Adieu ... Chèrie is a peak in Darrieux' long and uneven output. Finding a film that is so substantial leaves us wondering about director Raymond Bernard’s other unknown work or, for that matter, the lengthy filmographies of many of the other participants. 


By contrast, you really have to make allowances for Abel  Gance, particularly in his thirties weepies. I was prepared to go along with Roman d'un jeune homme pauvre/Diary of a Poor Young Man for about the first hour. This is just one for the money, stuck in a Nineteenth-Century sensibility and offering Marie Bell and Pierre Fresnay, thirties French Boulevard attraction heart throbs. 

Even if his young man is visibly middle-aged and is still wearing black lipstick, they do make Fresnay up plausibly dashing for the Mexican flashback. However as a “sportif” hero, rescuing heiress Bell’s charmless dog from the weir currents, leaping from a tower window to avoid compromising her and still adoring when she keeps on humiliating him as a fortune hunter, Pierre is really too much.

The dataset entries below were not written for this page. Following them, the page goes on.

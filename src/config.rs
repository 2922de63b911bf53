//! Chain parameters and runtime configuration for the explorer sync service.
//!
//! `ExplorerConfig::from_env` is the single entry point used by the binary; library users
//! can build the structs directly and rely on the `Default` impls.

use std::env;
use std::time::Duration;
use tracing::{info, warn};

/// Satoshis per whole coin.
pub const COIN: u64 = 100_000_000;

/// Number of decimal places of the native coin.
pub const COIN_DECIMALS: u32 = 8;

/// Which chain the wallet lives on.
#[derive(Debug, Clone, Copy, PartialEq, Eq)]
pub enum NetworkKind {
	Mainnet,
	Testnet,
}

/// Static per-network parameters used when classifying and enriching explorer data.
#[derive(Debug, Clone, PartialEq, Eq)]
pub struct ChainParams {
	pub network: NetworkKind,
	/// Prefix of cold-staking (delegation) addresses.
	pub staking_prefix: &'static str,
	/// BIP44 coin type for software wallets.
	pub bip44_type: u32,
	/// BIP44 coin type used by hardware wallets.
	pub bip44_type_ledger: u32,
	/// Address label the explorer reports for the empty coinstake marker output.
	pub coinstake_marker: &'static str,
	/// Address label prefix the explorer uses for script (contract) outputs.
	pub contract_prefix: &'static str,
	/// Explorer used when no URL is configured.
	pub default_explorer_url: &'static str,
}

impl ChainParams {
	pub const MAINNET: ChainParams = ChainParams {
		network: NetworkKind::Mainnet,
		staking_prefix: "S",
		bip44_type: 119,
		bip44_type_ledger: 77,
		coinstake_marker: "CoinStake",
		contract_prefix: "OP_",
		default_explorer_url: "https://explorer.rockdev.org",
	};

	pub const TESTNET: ChainParams = ChainParams {
		network: NetworkKind::Testnet,
		staking_prefix: "W",
		bip44_type: 1,
		bip44_type_ledger: 1,
		coinstake_marker: "CoinStake",
		contract_prefix: "OP_",
		default_explorer_url: "https://testnet.rockdev.org",
	};

	pub fn for_network(network: NetworkKind) -> Self {
		match network {
			NetworkKind::Mainnet => Self::MAINNET,
			NetworkKind::Testnet => Self::TESTNET,
		}
	}

	/// BIP44 coin type matching the kind of signer.
	pub fn coin_type(&self, is_hardware_wallet: bool) -> u32 {
		if is_hardware_wallet {
			self.bip44_type_ledger
		} else {
			self.bip44_type
		}
	}

	/// Full derivation path of the first receiving address.
	pub fn derivation_path(&self, is_hardware_wallet: bool) -> String {
		format!("m/44'/{}'/0'/0/0", self.coin_type(is_hardware_wallet))
	}

	/// Account-level path (depth 4) whose xpub the explorer is queried with.
	pub fn account_path(&self, is_hardware_wallet: bool) -> String {
		self.derivation_path(is_hardware_wallet)
			.split('/')
			.take(4)
			.collect::<Vec<_>>()
			.join("/")
	}
}

impl Default for ChainParams {
	fn default() -> Self {
		Self::MAINNET
	}
}

/// Knobs of the incremental history sync.
#[derive(Debug, Clone)]
pub struct SyncConfig {
	/// Transactions requested per history page.
	pub page_size: u32,
	/// Depth below the tip re-scanned on every chunk for newly arrived transactions.
	pub recent_window: u64,
	/// Spacing between block-height polls of the runner loop.
	pub poll_interval: Duration,
}

impl Default for SyncConfig {
	fn default() -> Self {
		Self {
			page_size: 200,
			recent_window: 60,
			poll_interval: Duration::from_secs(15),
		}
	}
}

/// Explorer endpoint and transport settings.
#[derive(Debug, Clone)]
pub struct ExplorerConfig {
	pub chain: ChainParams,
	/// Base URL of the Blockbook explorer, without trailing slash.
	pub explorer_url: String,
	/// Per-request timeout.
	pub request_timeout: Duration,
	/// Upper bound on the time spent retrying a failed idempotent request.
	pub retry_max_elapsed: Duration,
	pub sync: SyncConfig,
}

impl ExplorerConfig {
	/// Load configuration from environment variables
	///
	/// - `EXPLORER_NETWORK`: "mainnet" (default) or "testnet"
	/// - `EXPLORER_URL`: Blockbook base URL (network default otherwise)
	/// - `EXPLORER_PAGE_SIZE`: history page size
	/// - `EXPLORER_POLL_SECS`: block-height poll interval
	/// - `EXPLORER_TIMEOUT_SECS`: HTTP request timeout
	/// - `EXPLORER_RETRY_SECS`: max elapsed time for transient retries
	pub fn from_env() -> Self {
		let network_str = env::var("EXPLORER_NETWORK")
			.unwrap_or_else(|_| "mainnet".to_string())
			.to_lowercase();

		let network = match network_str.as_str() {
			"mainnet" | "" => NetworkKind::Mainnet,
			"testnet" => NetworkKind::Testnet,
			other => {
				warn!("Unknown network '{}', defaulting to mainnet", other);
				NetworkKind::Mainnet
			}
		};
		let chain = ChainParams::for_network(network);

		let explorer_url = env::var("EXPLORER_URL")
			.map(|url| url.trim_end_matches('/').to_string())
			.unwrap_or_else(|_| chain.default_explorer_url.to_string());
		info!("Explorer URL: {} ({:?})", explorer_url, network);

		let defaults = SyncConfig::default();
		let sync = SyncConfig {
			page_size: env_number("EXPLORER_PAGE_SIZE").unwrap_or(defaults.page_size),
			recent_window: defaults.recent_window,
			poll_interval: env_number("EXPLORER_POLL_SECS")
				.map(Duration::from_secs)
				.unwrap_or(defaults.poll_interval),
		};

		Self {
			chain,
			explorer_url,
			request_timeout: Duration::from_secs(env_number("EXPLORER_TIMEOUT_SECS").unwrap_or(30)),
			retry_max_elapsed: Duration::from_secs(env_number("EXPLORER_RETRY_SECS").unwrap_or(10)),
			sync,
		}
	}
}

impl Default for ExplorerConfig {
	fn default() -> Self {
		Self {
			chain: ChainParams::MAINNET,
			explorer_url: ChainParams::MAINNET.default_explorer_url.to_string(),
			request_timeout: Duration::from_secs(30),
			retry_max_elapsed: Duration::from_secs(10),
			sync: SyncConfig::default(),
		}
	}
}

fn env_number<T: std::str::FromStr>(key: &str) -> Option<T> {
	let raw = env::var(key).ok()?;
	match raw.trim().parse() {
		Ok(value) => Some(value),
		Err(_) => {
			warn!("Ignoring non-numeric {}='{}'", key, raw);
			None
		}
	}
}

The film opens with the auction of the possessions of the de Champcey family, with young Marquis Pierre watching his inheritance vanish into their debts. The new owner wants to move into the family manor immediately but they’ve let Pierre be shifted into the valet’s chamber. Devoted, aged housekeeper Madame Désir has to wheedle him into eating the tray meal she has prepared. There is only one answer. He has to find a job! A “No Work” signs montage includes the Renault factory but the family solicitor has a solution, getting Pierre the spot of steward on the Laroque  manor in picturesque Brittany, our hero's major quality being that, unlike the previous steward, he is honest. However he soon shows his worth, riding their killer horse and mastering owner Marcelle Praince’s accounts.

Roman... Carton & Fresnay
Family members have their own problems. Heavily made up, model ship building grandfather Delaître is particularly disturbed when Pierre shows. Poor relatives Pauline Carton and Marthe Mellot voice their unfulfilled dreams - a fortune to build a Spanish cathedral to house Mellot’s remains, for which Pierre designs a stained glass window featuring distrustful daughter Marie Bell’s likeness. Pierre has the hots for her, though slim Suzanne Laydeker, his sister’s pauper schoolmate,  seems a more suitable match. They all plot to discredit Pierre with Marie. She thinks being locked in the tower together by singing shepherd André Baugé is a plan to compromise her and our hero has to leap from an impossible height to fetch help.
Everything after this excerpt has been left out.